Threats Tagged 'cwe-290'

CVE-2026-42662 is an authentication bypass vulnerability affecting Liquid Web / StellarWP Event Tickets plugin versions up to 5.27.5. This vulnerability allows unauthenticated attackers to bypass authentication controls, potentially leading to limited integrity and availability impacts. The vulnerability is classified under CWE-290 (Authentication Bypass by Spoofing) and has a medium severity rating with a CVSS score of 6.5.

CVE-2026-27089 is an authentication bypass vulnerability affecting WpTravelly versions up to and including 2.1.7. This flaw allows an unauthenticated attacker to bypass authentication controls by spoofing, potentially leading to unauthorized actions that impact integrity. The vulnerability has a high severity rating with a CVSS score of 7.5. No official patch or remediation guidance is currently available from the vendor. There are no known exploits in the wild at this time.

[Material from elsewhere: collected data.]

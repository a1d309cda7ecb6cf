//! vader publishes the current weather as hemtjanst sensors.
//!
//! Every refresh interval the current conditions are fetched from Weather
//! Underground and two values are pushed to MQTT:
//! - feels-like temperature on `sensor/temperature/wunderground`
//! - relative humidity on `sensor/humidity/wunderground`

pub mod bus;
pub mod config;
pub mod publish;
pub mod runner;
pub mod scheduler;
pub mod sensor;
pub mod weather;

pub use bus::{Announcement, BusError, MqttTransport, Transport};
pub use config::{Config, ConfigError, MqttConfig, WeatherConfig};
pub use scheduler::Scheduler;
pub use sensor::{Feature, FeatureInfo, Registry, RegistryError, Sensor, SensorSpec, SensorType};
pub use weather::{Conditions, FetchError, WeatherSource, WundergroundClient};
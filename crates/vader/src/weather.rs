//! Weather Underground "conditions" client.
//!
//! One request per fetch, no state kept between calls. The API key travels
//! in the URL path, so errors are stripped of their URL before they can end
//! up in a log line.

use serde::{Deserialize, Deserializer};
use std::future::Future;
use std::time::Duration;

use crate::config::WeatherConfig;

// ── Errors ──────────────────────────────────────────────────────────

/// Errors from a single fetch.
#[derive(Debug, thiserror::Error)]
pub enum FetchError {
    #[error("HTTP error: {0}")]
    Http(#[from] reqwest::Error),

    #[error("API returned status {0}")]
    Status(u16),

    #[error("API error ({kind}): {description}")]
    Api { kind: String, description: String },

    #[error("could not decode response: {0}")]
    Decode(#[from] serde_json::Error),

    #[error("Current conditions are missing, check you have a valid API key")]
    MissingConditions,

    #[error("invalid field {field}: {value:?}")]
    InvalidField { field: &'static str, value: String },
}

// ── Conditions ──────────────────────────────────────────────────────

/// Snapshot of the current weather, valid for a single cycle.
#[derive(Debug, Clone, PartialEq)]
pub struct Conditions {
    pub feels_like_celsius: f64,
    /// As reported, e.g. `"62%"`.
    pub relative_humidity: String,
    pub temperature_celsius: Option<f64>,
    pub weather: Option<String>,
    pub observation_time: Option<String>,
    pub location: Option<String>,
}

impl Conditions {
    /// Conditions carrying only the two values the sensors consume.
    pub fn new(feels_like_celsius: f64, relative_humidity: impl Into<String>) -> Self {
        Self {
            feels_like_celsius,
            relative_humidity: relative_humidity.into(),
            temperature_celsius: None,
            weather: None,
            observation_time: None,
            location: None,
        }
    }
}

/// Anything that can produce current conditions on demand.
pub trait WeatherSource: Send + Sync {
    fn fetch(&self) -> impl Future<Output = Result<Conditions, FetchError>> + Send;
}

// ── Wire format ─────────────────────────────────────────────────────

#[derive(Debug, Deserialize)]
struct ConditionsResponse {
    #[serde(default)]
    response: Option<ResponseMeta>,
    #[serde(default)]
    current_observation: Option<Observation>,
}

#[derive(Debug, Deserialize)]
struct ResponseMeta {
    #[serde(default)]
    error: Option<ApiErrorBody>,
}

#[derive(Debug, Deserialize)]
struct ApiErrorBody {
    #[serde(rename = "type", default)]
    kind: String,
    #[serde(default)]
    description: String,
}

#[derive(Debug, Deserialize)]
struct Observation {
    #[serde(deserialize_with = "number_or_string")]
    feelslike_c: NumberOrString,
    relative_humidity: String,
    #[serde(default)]
    temp_c: Option<f64>,
    #[serde(default)]
    weather: Option<String>,
    #[serde(default)]
    observation_time: Option<String>,
    #[serde(default)]
    display_location: Option<DisplayLocation>,
}

#[derive(Debug, Deserialize)]
struct DisplayLocation {
    full: String,
}

/// The API is inconsistent about quoting numbers.
#[derive(Debug)]
enum NumberOrString {
    Number(f64),
    Text(String),
}

fn number_or_string<'de, D>(deserializer: D) -> Result<NumberOrString, D::Error>
where
    D: Deserializer<'de>,
{
    #[derive(Deserialize)]
    #[serde(untagged)]
    enum Raw {
        Number(f64),
        Text(String),
    }

    Ok(match Raw::deserialize(deserializer)? {
        Raw::Number(n) => NumberOrString::Number(n),
        Raw::Text(s) => NumberOrString::Text(s),
    })
}

/// Turn a raw API body into conditions.
pub fn parse_conditions(body: &str) -> Result<Conditions, FetchError> {
    let response: ConditionsResponse = serde_json::from_str(body)?;

    if let Some(error) = response.response.and_then(|meta| meta.error) {
        return Err(FetchError::Api {
            kind: error.kind,
            description: error.description,
        });
    }

    let observation = response
        .current_observation
        .ok_or(FetchError::MissingConditions)?;

    let feels_like_celsius = match observation.feelslike_c {
        NumberOrString::Number(n) => n,
        NumberOrString::Text(s) => {
            s.trim()
                .parse::<f64>()
                .map_err(|_| FetchError::InvalidField {
                    field: "feelslike_c",
                    value: s.clone(),
                })?
        }
    };

    Ok(Conditions {
        feels_like_celsius,
        relative_humidity: observation.relative_humidity,
        temperature_celsius: observation.temp_c,
        weather: observation.weather,
        observation_time: observation.observation_time,
        location: observation.display_location.map(|l| l.full),
    })
}

// ── Client ──────────────────────────────────────────────────────────

/// Client for the Weather Underground conditions endpoint.
#[derive(Debug)]
pub struct WundergroundClient {
    client: reqwest::Client,
    api_url: String,
    token: String,
    location: String,
}

impl WundergroundClient {
    pub fn new(config: &WeatherConfig) -> Result<Self, FetchError> {
        let client = reqwest::Client::builder()
            .timeout(Duration::from_secs(config.timeout_secs))
            .build()?;

        Ok(Self {
            client,
            api_url: config.api_url.trim_end_matches('/').to_string(),
            token: config.token.clone(),
            location: config.location.clone(),
        })
    }

    pub fn location(&self) -> &str {
        &self.location
    }

    fn conditions_url(&self) -> String {
        format!(
            "{}/api/{}/conditions/q/{}.json",
            self.api_url, self.token, self.location
        )
    }

    /// Fetch the current conditions for the configured location.
    pub async fn fetch_conditions(&self) -> Result<Conditions, FetchError> {
        let response = self
            .client
            .get(self.conditions_url())
            .send()
            .await
            .map_err(|e| FetchError::Http(e.without_url()))?;

        let status = response.status();
        if !status.is_success() {
            return Err(FetchError::Status(status.as_u16()));
        }

        let body = response
            .text()
            .await
            .map_err(|e| FetchError::Http(e.without_url()))?;

        parse_conditions(&body)
    }
}

impl WeatherSource for WundergroundClient {
    async fn fetch(&self) -> Result<Conditions, FetchError> {
        self.fetch_conditions().await
    }
}
//! Sensor registry.
//!
//! A [`Sensor`] is a hemtjanst device: a topic, some descriptive metadata and
//! a set of [`Feature`]s. Sensors are registered once at startup and live for
//! the whole process. Feature bounds are advertised only, never enforced.

use serde::{Deserialize, Serialize};
use std::collections::BTreeMap;

use crate::bus::{Announcement, BusError, Transport};

pub const TEMPERATURE_TOPIC: &str = "sensor/temperature/wunderground";
pub const HUMIDITY_TOPIC: &str = "sensor/humidity/wunderground";

pub const CURRENT_TEMPERATURE: &str = "currentTemperature";
pub const CURRENT_RELATIVE_HUMIDITY: &str = "currentRelativeHumidity";

const MANUFACTURER: &str = "vader";

/// Errors from registry lookups and registration.
#[derive(Debug, thiserror::Error)]
pub enum RegistryError {
    #[error("sensor already registered: {0}")]
    DuplicateTopic(String),
    #[error("sensor not found: {0}")]
    SensorNotFound(String),
    #[error("sensor {sensor} has no feature {feature}")]
    FeatureNotFound { sensor: String, feature: String },
}

/// Hemtjanst device type tag.
#[derive(Debug, Clone, PartialEq, Eq, Serialize, Deserialize)]
#[serde(from = "String", into = "String")]
pub enum SensorType {
    TemperatureSensor,
    HumiditySensor,
    /// Any tag this daemon does not publish values for.
    Other(String),
}

impl SensorType {
    pub fn as_str(&self) -> &str {
        match self {
            SensorType::TemperatureSensor => "temperatureSensor",
            SensorType::HumiditySensor => "humiditySensor",
            SensorType::Other(tag) => tag,
        }
    }
}

impl From<String> for SensorType {
    fn from(tag: String) -> Self {
        match tag.as_str() {
            "temperatureSensor" => SensorType::TemperatureSensor,
            "humiditySensor" => SensorType::HumiditySensor,
            _ => SensorType::Other(tag),
        }
    }
}

impl From<SensorType> for String {
    fn from(sensor_type: SensorType) -> Self {
        sensor_type.as_str().to_string()
    }
}

impl std::fmt::Display for SensorType {
    fn fmt(&self, f: &mut std::fmt::Formatter<'_>) -> std::fmt::Result {
        f.write_str(self.as_str())
    }
}

/// Advertised bounds of a feature.
#[derive(Debug, Clone, Default, PartialEq, Serialize, Deserialize)]
pub struct FeatureInfo {
    #[serde(skip_serializing_if = "Option::is_none")]
    pub min: Option<f64>,
    #[serde(skip_serializing_if = "Option::is_none")]
    pub max: Option<f64>,
    #[serde(skip_serializing_if = "Option::is_none")]
    pub step: Option<f64>,
}

impl FeatureInfo {
    pub fn with_min(min: f64) -> Self {
        Self {
            min: Some(min),
            ..Self::default()
        }
    }
}

/// Everything needed to register a sensor.
#[derive(Debug, Clone)]
pub struct SensorSpec {
    pub topic: String,
    pub name: String,
    pub manufacturer: String,
    pub sensor_type: SensorType,
    pub features: BTreeMap<String, FeatureInfo>,
}

/// The two sensors this daemon exposes.
pub fn weather_sensors() -> [SensorSpec; 2] {
    [
        SensorSpec {
            topic: TEMPERATURE_TOPIC.to_string(),
            name: "Temperature (outside)".to_string(),
            manufacturer: MANUFACTURER.to_string(),
            sensor_type: SensorType::TemperatureSensor,
            features: BTreeMap::from([(
                CURRENT_TEMPERATURE.to_string(),
                FeatureInfo::with_min(-50.0),
            )]),
        },
        SensorSpec {
            topic: HUMIDITY_TOPIC.to_string(),
            name: "Relative Humidity (outside)".to_string(),
            manufacturer: MANUFACTURER.to_string(),
            sensor_type: SensorType::HumiditySensor,
            features: BTreeMap::from([(
                CURRENT_RELATIVE_HUMIDITY.to_string(),
                FeatureInfo::default(),
            )]),
        },
    ]
}

/// A single updatable capability of a sensor.
#[derive(Debug, Clone)]
pub struct Feature {
    name: String,
    info: FeatureInfo,
    get_topic: String,
    value: Option<String>,
}

impl Feature {
    fn new(sensor_topic: &str, name: String, info: FeatureInfo) -> Self {
        let get_topic = format!("{}/{}/get", sensor_topic, name);
        Self {
            name,
            info,
            get_topic,
            value: None,
        }
    }

    pub fn info(&self) -> &FeatureInfo {
        &self.info
    }

    /// Topic the current value is published on.
    pub fn get_topic(&self) -> &str {
        &self.get_topic
    }

    /// Last value successfully published, if any.
    pub fn value(&self) -> Option<&str> {
        self.value.as_deref()
    }

    /// Publish `value` and remember it. Unchanged values are published too.
    pub async fn update<T: Transport>(
        &mut self,
        transport: &T,
        value: String,
    ) -> Result<(), BusError> {
        transport
            .publish(&self.get_topic, value.clone().into_bytes(), true)
            .await?;
        self.value = Some(value);
        Ok(())
    }
}

/// Announce payload as it goes on the wire.
#[derive(Debug, Serialize)]
#[serde(rename_all = "camelCase")]
struct DeviceMeta<'a> {
    topic: &'a str,
    name: &'a str,
    manufacturer: &'a str,
    #[serde(rename = "type")]
    sensor_type: &'a str,
    #[serde(rename = "lastWillID")]
    last_will_id: &'a str,
    feature: BTreeMap<&'a str, FeatureMeta<'a>>,
}

#[derive(Debug, Serialize)]
#[serde(rename_all = "camelCase")]
struct FeatureMeta<'a> {
    #[serde(flatten)]
    info: &'a FeatureInfo,
    get_topic: &'a str,
}

/// A registered device.
#[derive(Debug, Clone)]
pub struct Sensor {
    topic: String,
    name: String,
    manufacturer: String,
    sensor_type: SensorType,
    features: BTreeMap<String, Feature>,
}

impl Sensor {
    fn from_spec(spec: SensorSpec) -> Self {
        let features = spec
            .features
            .into_iter()
            .map(|(name, info)| (name.clone(), Feature::new(&spec.topic, name, info)))
            .collect();

        Self {
            topic: spec.topic,
            name: spec.name,
            manufacturer: spec.manufacturer,
            sensor_type: spec.sensor_type,
            features,
        }
    }

    pub fn topic(&self) -> &str {
        &self.topic
    }

    pub fn sensor_type(&self) -> &SensorType {
        &self.sensor_type
    }

    pub fn feature(&self, name: &str) -> Result<&Feature, RegistryError> {
        self.features
            .get(name)
            .ok_or_else(|| self.feature_not_found(name))
    }

    pub fn feature_mut(&mut self, name: &str) -> Result<&mut Feature, RegistryError> {
        let topic = &self.topic;
        self.features
            .get_mut(name)
            .ok_or_else(|| RegistryError::FeatureNotFound {
                sensor: topic.clone(),
                feature: name.to_string(),
            })
    }

    fn feature_not_found(&self, name: &str) -> RegistryError {
        RegistryError::FeatureNotFound {
            sensor: self.topic.clone(),
            feature: name.to_string(),
        }
    }

    /// Metadata message for this sensor.
    pub fn announcement(
        &self,
        announce_topic: &str,
        last_will_id: &str,
    ) -> Result<Announcement, BusError> {
        let meta = DeviceMeta {
            topic: &self.topic,
            name: &self.name,
            manufacturer: &self.manufacturer,
            sensor_type: self.sensor_type.as_str(),
            last_will_id,
            feature: self
                .features
                .values()
                .map(|f| {
                    (
                        f.name.as_str(),
                        FeatureMeta {
                            info: &f.info,
                            get_topic: &f.get_topic,
                        },
                    )
                })
                .collect(),
        };

        Ok(Announcement {
            topic: format!("{}/{}", announce_topic, self.topic),
            payload: serde_json::to_vec(&meta)?,
        })
    }

    pub async fn publish_metadata<T: Transport>(
        &self,
        transport: &T,
        announce_topic: &str,
        last_will_id: &str,
    ) -> Result<(), BusError> {
        let announcement = self.announcement(announce_topic, last_will_id)?;
        transport
            .publish(&announcement.topic, announcement.payload, true)
            .await
    }
}

/// Owns every sensor of the process.
#[derive(Debug)]
pub struct Registry {
    announce_topic: String,
    last_will_id: String,
    sensors: Vec<Sensor>,
}

impl Registry {
    pub fn new(announce_topic: impl Into<String>, last_will_id: impl Into<String>) -> Self {
        Self {
            announce_topic: announce_topic.into(),
            last_will_id: last_will_id.into(),
            sensors: Vec::new(),
        }
    }

    pub fn register(&mut self, spec: SensorSpec) -> Result<&Sensor, RegistryError> {
        if self.sensors.iter().any(|s| s.topic == spec.topic) {
            return Err(RegistryError::DuplicateTopic(spec.topic));
        }
        log::debug!("Registering {} sensor at {}", spec.sensor_type, spec.topic);
        self.sensors.push(Sensor::from_spec(spec));
        Ok(&self.sensors[self.sensors.len() - 1])
    }

    pub fn sensors(&self) -> &[Sensor] {
        &self.sensors
    }

    pub fn sensors_mut(&mut self) -> &mut [Sensor] {
        &mut self.sensors
    }

    pub fn sensor(&self, topic: &str) -> Result<&Sensor, RegistryError> {
        self.sensors
            .iter()
            .find(|s| s.topic == topic)
            .ok_or_else(|| RegistryError::SensorNotFound(topic.to_string()))
    }

    pub fn get_feature(&self, topic: &str, feature: &str) -> Result<&Feature, RegistryError> {
        self.sensor(topic)?.feature(feature)
    }

    pub fn announcements(&self) -> Result<Vec<Announcement>, BusError> {
        self.sensors
            .iter()
            .map(|s| s.announcement(&self.announce_topic, &self.last_will_id))
            .collect()
    }

    /// Advertise every sensor. Must happen before the first value goes out.
    pub async fn announce_all<T: Transport>(&self, transport: &T) -> Result<(), BusError> {
        for sensor in &self.sensors {
            sensor
                .publish_metadata(transport, &self.announce_topic, &self.last_will_id)
                .await?;
            log::info!("Announced {} ({})", sensor.name, sensor.topic);
        }
        Ok(())
    }
}
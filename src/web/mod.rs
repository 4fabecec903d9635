//! Browser binding
//!
//! The page script calls `installSite` once after the DOM is ready. Calling
//! it again is a no-op; `disposeSite` detaches everything.

pub mod aura;
pub mod controls;
pub mod dom;

use crate::aura::TrackerSettings;
use crate::config::SiteConfig;
use crate::web::aura::AuraPage;
use crate::web::controls::{LanguageToggle, NavToggle};
use std::cell::RefCell;
use std::rc::Rc;
use wasm_bindgen::prelude::*;

struct Installed {
    aura: Rc<AuraPage>,
    _language: Rc<LanguageToggle>,
    _nav: Option<Rc<NavToggle>>,
}

thread_local! {
    static INSTALLED: RefCell<Option<Installed>> = const { RefCell::new(None) };
}

/// Install the aura trackers and both toggles
///
/// `config_json` is an optional JSON [`SiteConfig`]; defaults apply otherwise.
#[wasm_bindgen(js_name = installSite)]
pub fn init(config_json: Option<String>) -> Result<(), JsValue> {
    console_error_panic_hook::set_once();
    // The page may already have installed a subscriber of its own.
    let _ = tracing_wasm::try_set_as_global_default();

    if INSTALLED.with(|installed| installed.borrow().is_some()) {
        return Ok(());
    }

    let config = match config_json {
        Some(json) => {
            let config: SiteConfig =
                serde_json::from_str(&json).map_err(|e| JsValue::from_str(&e.to_string()))?;
            config.validate().map_err(|e| JsValue::from_str(&e.to_string()))?;
            config
        }
        None => SiteConfig::default(),
    };
    let settings =
        TrackerSettings::from_config(&config.aura).map_err(|e| JsValue::from_str(&e.to_string()))?;

    let window = web_sys::window().ok_or_else(|| JsValue::from_str("no window"))?;
    let document = window
        .document()
        .ok_or_else(|| JsValue::from_str("no document"))?;
    let host_locale = window.navigator().language().unwrap_or_default();

    let language = LanguageToggle::install(&document, &config.language, &host_locale);
    let aura = AuraPage::install(&document, &config.aura.target_selector, settings);
    let nav = NavToggle::install(&document, &config.nav);

    tracing::info!("Site behaviors installed ({} aura targets)", aura.tracker_count());
    INSTALLED.with(|installed| {
        *installed.borrow_mut() = Some(Installed {
            aura,
            _language: language,
            _nav: nav,
        });
    });
    Ok(())
}

/// Detach every listener and dispose of all trackers
#[wasm_bindgen(js_name = disposeSite)]
pub fn dispose() {
    if let Some(installed) = INSTALLED.with(|installed| installed.borrow_mut().take()) {
        installed.aura.dispose();
    }
}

Authentication Bypass by Spoofing vulnerability in team-alembic AshAuthentication allows account takeover of local users via OAuth2/OIDC sign-in. AshAuthentication's OAuth2 and OIDC family strategies matched the local user by email address (an upsert on the email field, or a user-defined sign-in filter) rather than by the OpenID Connect iss/sub claim combination. Per OpenID Connect Core §5.7, only iss/sub uniquely and stably identifies an end-user; other claims, including email, MUST NOT be used as unique identifiers. A provider login presenting a victim's email, including an unverified email, a reused email, or an account with email_verified: false, resolved to and signed in as the victim's existing local account. An unauthenticated attacker who can register an account on any accepted OAuth provider with the victim's email (or who benefits from provider-side email reuse or reclamation) obtains the victim's full local privileges. The fix resolves users by the (strategy, sub) identity stored in a user identity resource, and only links a new sub to an existing local account by email when the provider's email_verified claim is trusted (trust_email_verified?). This issue affects ash_authentication from 0.1.0 before 4.14.0 and from 5.0.0-rc.0 before 5.0.0-rc.10.

The Wertheim SafeController Software, AssemblyVersion 6.15.8328.28014, contains an IP restriction bypass vulnerability in the login process. The application restricts user logins based on the IP address associated with a branch location, but the client IP address is derived from the HTTP X-Forwarded-For header when that header is present. An attacker with valid branch user credentials can manipulate the X-Forwarded-For header during login to spoof the expected branch IP address and obtain a valid authenticated session from an unauthorized network location.

Authentication bypass by spoofing vulnerability in Hedef Media Promotion Interactive Media Marketing Inc. Related Marketing Cloud (RMC) allows Brute Force. This issue affects Related Marketing Cloud (RMC): through 12052026.

A potential authentication bypass was reported in Lenovo Smart Connect for Windows that could allow a local authenticated user to execute arbitrary code with elevated privileges.

Authentication bypass by spoofing in Azure HorizonDB allows an unauthorized attacker to elevate privileges over a network.

IBM WebSphere Application Server versions 8.5 and 9.0 contain a critical authentication bypass vulnerability (CVE-2026-8644) that allows identity spoofing. This flaw can enable an attacker to bypass authentication controls without user interaction, potentially leading to high impact on integrity and availability. There is no official patch or remediation level currently confirmed by the vendor. No known exploits in the wild have been reported at this time.

Authentication Bypass by Spoofing vulnerability in AAM Plugin Advanced Access Manager allows URL Encoding. This issue affects Advanced Access Manager: from n/a through 7.1.0.

FreeScout is a free help desk and shared inbox built with PHP's Laravel framework. Prior to 1.8.220, the email processing pipeline in FreeScout's FetchEmails command has two code paths for identifying agent (user) replies based on In-Reply-To / References headers. The notification reply path (notify-{thread_id}-{user_id}-...) extracts thread_id and user_id directly from the Message-ID without HMAC verification. An external attacker who can spoof the From address of a helpdesk agent can inject messages that FreeScout processes as legitimate agent replies — which are then automatically forwarded to customers via the legitimate SMTP server. This vulnerability is fixed in 1.8.220.